The calculation unit 17 calculates, for every position b (phrase), a speed coefficient C1(n, b), a pitch coefficient C2(n, b) and a volume coefficient C3(n, b) from a variation degree, a normal sentence length g (a length of the sentence collated), a preset coefficient minimum value e(MIN), a sum of the positions b contained in the variation degree and a preset normal phoneme length f (a phoneme length of b).
The calculation unit 17 previously has the coefficient minimum value e(MIN) and the normal phoneme length f. The normal sentence length g can be received together with the variation degree from, e.g., the collation unit 14. Further, the calculation unit 17 can acquire the coefficient minimum value e(MIN), the normal phoneme length f and the normal sentence length g (which are stored in the accumulation unit 11 by the text collation unit 9) by reading these values from the accumulation unit 11.
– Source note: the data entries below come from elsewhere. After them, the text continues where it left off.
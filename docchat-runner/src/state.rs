use std::fmt;

use serde::Serialize;

/// Lifecycle of one chat request.
///
/// ```text
/// Received -> Retrieving -> MemoryLoaded -> RequestingCompletion -> Streaming -> Completed
/// ```
///
/// Any non-terminal state may move to `Cancelled` or `Failed`.
#[derive(Debug, Clone, Copy, PartialEq, Eq, Hash, Serialize)]
#[serde(rename_all = "snake_case")]
pub enum RequestState {
    /// Accepted, nothing started yet.
    Received,
    /// Fetching passages for the message.
    Retrieving,
    /// Passages and conversation history are in hand.
    MemoryLoaded,
    /// Waiting for the backend to accept the prompt.
    RequestingCompletion,
    /// Forwarding chunks to the caller.
    Streaming,
    /// The answer was delivered and the exchange stored.
    Completed,
    /// Stopped by the caller; nothing stored.
    Cancelled,
    /// Ended by an error; nothing stored.
    Failed,
}

impl RequestState {
    /// Whether no further transition can happen.
    pub fn is_terminal(self) -> bool {
        matches!(self, RequestState::Completed | RequestState::Cancelled | RequestState::Failed)
    }

    /// The `snake_case` name used in logs and on the wire.
    pub fn as_str(self) -> &'static str {
        match self {
            RequestState::Received => "received",
            RequestState::Retrieving => "retrieving",
            RequestState::MemoryLoaded => "memory_loaded",
            RequestState::RequestingCompletion => "requesting_completion",
            RequestState::Streaming => "streaming",
            RequestState::Completed => "completed",
            RequestState::Cancelled => "cancelled",
            RequestState::Failed => "failed",
        }
    }
}

impl fmt::Display for RequestState {
    fn fmt(&self, f: &mut fmt::Formatter<'_>) -> fmt::Result {
        f.write_str(self.as_str())
    }
}
//! Startup configuration read from `DOCCHAT_*` environment variables.

use std::fmt::Display;
use std::path::PathBuf;
use std::str::FromStr;

use docchat_rag::RagConfig;
use docchat_runner::ChatConfig;
use thiserror::Error;

#[derive(Debug, Error)]
pub enum ConfigError {
    #[error("{var}={value:?} is invalid: {reason}")]
    Invalid { var: &'static str, value: String, reason: String },
}

/// Where embeddings are stored.
#[derive(Debug, Clone, Copy, PartialEq, Eq)]
pub enum VectorStoreKind {
    Memory,
    Qdrant,
}

impl FromStr for VectorStoreKind {
    type Err = String;

    fn from_str(s: &str) -> Result<Self, Self::Err> {
        match s.to_ascii_lowercase().as_str() {
            "memory" => Ok(Self::Memory),
            "qdrant" => Ok(Self::Qdrant),
            other => Err(format!("expected `memory` or `qdrant`, got `{other}`")),
        }
    }
}

#[derive(Debug, Clone)]
pub struct ServerConfig {
    pub host: String,
    pub port: u16,
    /// Directory ingested at startup. Ingestion is skipped when unset.
    pub docs_location: Option<PathBuf>,
    pub ollama_url: String,
    pub embedding_model: String,
    pub chat_model: String,
    pub vector_store: VectorStoreKind,
    pub qdrant_url: String,
    pub collection: String,
    pub memory_window: usize,
    pub top_k: usize,
    pub chunk_size: usize,
    pub chunk_overlap: usize,
    /// Rebuild the collection instead of upserting into it.
    pub reindex: bool,
}

impl Default for ServerConfig {
    fn default() -> Self {
        let rag = RagConfig::default();
        Self {
            host: "127.0.0.1".to_string(),
            port: 8080,
            docs_location: None,
            ollama_url: docchat_rag::ollama::DEFAULT_BASE_URL.to_string(),
            embedding_model: "nomic-embed-text".to_string(),
            chat_model: "llama3".to_string(),
            vector_store: VectorStoreKind::Memory,
            qdrant_url: "http://localhost:6334".to_string(),
            collection: rag.collection,
            memory_window: docchat_memory::DEFAULT_MAX_MESSAGES,
            top_k: ChatConfig::default().top_k,
            chunk_size: rag.chunk_size,
            chunk_overlap: rag.chunk_overlap,
            reindex: false,
        }
    }
}

impl ServerConfig {
    /// Read the process environment. Call `dotenvy::dotenv()` first to pick up
    /// a `.env` file.
    pub fn from_env() -> Result<Self, ConfigError> {
        Self::from_lookup(|var| std::env::var(var).ok())
    }

    /// Build a configuration from `lookup`, falling back to defaults for
    /// unset or empty variables.
    pub fn from_lookup(lookup: impl Fn(&str) -> Option<String>) -> Result<Self, ConfigError> {
        let get = |var: &str| lookup(var).map(|v| v.trim().to_string()).filter(|v| !v.is_empty());
        let mut config = Self::default();

        if let Some(host) = get("DOCCHAT_HOST") {
            config.host = host;
        }
        parse_into(&get, "DOCCHAT_PORT", &mut config.port)?;
        config.docs_location = get("DOCCHAT_DOCS_LOCATION").map(PathBuf::from);
        if let Some(url) = get("DOCCHAT_OLLAMA_URL") {
            config.ollama_url = url;
        }
        if let Some(model) = get("DOCCHAT_EMBEDDING_MODEL") {
            config.embedding_model = model;
        }
        if let Some(model) = get("DOCCHAT_CHAT_MODEL") {
            config.chat_model = model;
        }
        parse_into(&get, "DOCCHAT_VECTOR_STORE", &mut config.vector_store)?;
        if let Some(url) = get("DOCCHAT_QDRANT_URL") {
            config.qdrant_url = url;
        }
        if let Some(collection) = get("DOCCHAT_COLLECTION") {
            config.collection = collection;
        }
        parse_into(&get, "DOCCHAT_MEMORY_WINDOW", &mut config.memory_window)?;
        parse_into(&get, "DOCCHAT_TOP_K", &mut config.top_k)?;
        parse_into(&get, "DOCCHAT_CHUNK_SIZE", &mut config.chunk_size)?;
        parse_into(&get, "DOCCHAT_CHUNK_OVERLAP", &mut config.chunk_overlap)?;
        parse_into(&get, "DOCCHAT_REINDEX", &mut config.reindex)?;

        Ok(config)
    }

    pub fn rag_config(&self) -> docchat_rag::Result<RagConfig> {
        RagConfig::builder()
            .collection(self.collection.clone())
            .chunk_size(self.chunk_size)
            .chunk_overlap(self.chunk_overlap)
            .build()
    }

    pub fn chat_config(&self) -> docchat_runner::Result<ChatConfig> {
        ChatConfig::builder().top_k(self.top_k).build()
    }
}

fn parse_into<T>(
    get: &impl Fn(&str) -> Option<String>,
    var: &'static str,
    slot: &mut T,
) -> Result<(), ConfigError>
where
    T: FromStr,
    T::Err: Display,
{
    if let Some(value) = get(var) {
        *slot = value.parse().map_err(|e: T::Err| ConfigError::Invalid {
            var,
            value: value.clone(),
            reason: e.to_string(),
        })?;
    }
    Ok(())
}

#[cfg(test)]
mod tests {
    use std::collections::HashMap;

    use super::*;

    fn lookup(pairs: &[(&str, &str)]) -> impl Fn(&str) -> Option<String> {
        let map: HashMap<String, String> =
            pairs.iter().map(|(k, v)| (k.to_string(), v.to_string())).collect();
        move |var| map.get(var).cloned()
    }

    #[test]
    fn defaults_when_unset() {
        let config = ServerConfig::from_lookup(lookup(&[])).unwrap();
        assert_eq!(config.port, 8080);
        assert_eq!(config.ollama_url, "http://localhost:11434");
        assert_eq!(config.memory_window, 30);
        assert_eq!(config.vector_store, VectorStoreKind::Memory);
        assert!(config.docs_location.is_none());
        assert!(!config.reindex);
    }

    #[test]
    fn reads_overrides() {
        let config = ServerConfig::from_lookup(lookup(&[
            ("DOCCHAT_PORT", "9000"),
            ("DOCCHAT_DOCS_LOCATION", "/srv/docs"),
            ("DOCCHAT_VECTOR_STORE", "Qdrant"),
            ("DOCCHAT_MEMORY_WINDOW", "10"),
            ("DOCCHAT_REINDEX", "true"),
            ("DOCCHAT_CHAT_MODEL", "mistral"),
        ]))
        .unwrap();
        assert_eq!(config.port, 9000);
        assert_eq!(config.docs_location, Some(PathBuf::from("/srv/docs")));
        assert_eq!(config.vector_store, VectorStoreKind::Qdrant);
        assert_eq!(config.memory_window, 10);
        assert!(config.reindex);
        assert_eq!(config.chat_model, "mistral");
    }

    #[test]
    fn blank_location_counts_as_unset() {
        let config = ServerConfig::from_lookup(lookup(&[("DOCCHAT_DOCS_LOCATION", "  ")])).unwrap();
        assert!(config.docs_location.is_none());
    }

    #[test]
    fn bad_values_name_the_variable() {
        let err = ServerConfig::from_lookup(lookup(&[("DOCCHAT_TOP_K", "four")])).unwrap_err();
        assert!(err.to_string().starts_with("DOCCHAT_TOP_K=\"four\" is invalid"));

        let err = ServerConfig::from_lookup(lookup(&[("DOCCHAT_VECTOR_STORE", "faiss")])).unwrap_err();
        assert!(matches!(err, ConfigError::Invalid { var: "DOCCHAT_VECTOR_STORE", .. }));
    }

    #[test]
    fn top_k_configures_the_chat_request() {
        let config = ServerConfig::from_lookup(lookup(&[("DOCCHAT_TOP_K", "7")])).unwrap();
        assert_eq!(config.chat_config().unwrap().top_k, 7);
        assert_eq!(ServerConfig::default().top_k, ChatConfig::default().top_k);
    }

    #[test]
    fn inconsistent_chunking_is_rejected() {
        let config = ServerConfig::from_lookup(lookup(&[
            ("DOCCHAT_CHUNK_SIZE", "100"),
            ("DOCCHAT_CHUNK_OVERLAP", "100"),
        ]))
        .unwrap();
        assert!(config.rag_config().is_err());
    }
}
Moreover, the variation coefficient is given a variation coefficient maximum value d(MAX) (which is 1.25 designated by the user in the present embodiment) and a variation coefficient minimum value d(MIN) (which is 0.85 designated by the user in the present embodiment), respectively. If the calculated variation coefficient is smaller than the variation coefficient minimum value d(MIN), the variation coefficient minimum value d(MIN) is adopted as a result of the calculation of the variation coefficient. Whereas if the calculated variation coefficient is larger than the variation coefficient maximum value d(MAX), the variation coefficient maximum value d(MAX) is adopted as a result of the calculation thereof.
The input unit 3 receives the input of the new text data for generating the synthetic speech from the input device (unillustrated) operated by the user (step S1). The input unit 3 inputs the text data to the linguistic processing unit 4.
The linguistic processing unit 4 generates the phonogram string from the text data inputted from the input unit 3 (step S2). The linguistic processing unit 4 outputs the phonogram string to the phoneme length generation unit 5 and to the text collation unit 9.
For example, it is assumed that the text data of the sentence [Tomorrow's weather in the Kansai region is fair.] ([asu no kansai chihou no tenki wa hare desu.]) is inputted to the linguistic processing unit 4 from the input unit 3. The linguistic processing unit 4 generates a phonogram string such as [a:su:no:ka:n:sa:i:chiho:u:no/te:n:ki:wa=ha:re2de:su.] from the inputted text data.
The phoneme length generation unit 5 generates a phoneme length out of the phonogram string inputted from the linguistic processing unit 4 (step S3). The phoneme length generation unit 5 determines the phoneme length (normal phoneme length) corresponding to the respective phonemes structuring the phonogram string.
In the text collation unit 9, when a new phonogram string (a new sentence) is inputted from the linguistic processing unit 4, the collation unit 14 executes the collation process (step S4). In the collation process, the collation unit 14, at first, determines the collation range. Namely, the collation unit 14 reads, from the accumulation unit 11, one or more sentences (past sentences: collation target sentences) that should be collated with the new sentence according to the collation range retained (set) by the collation range setting unit 12.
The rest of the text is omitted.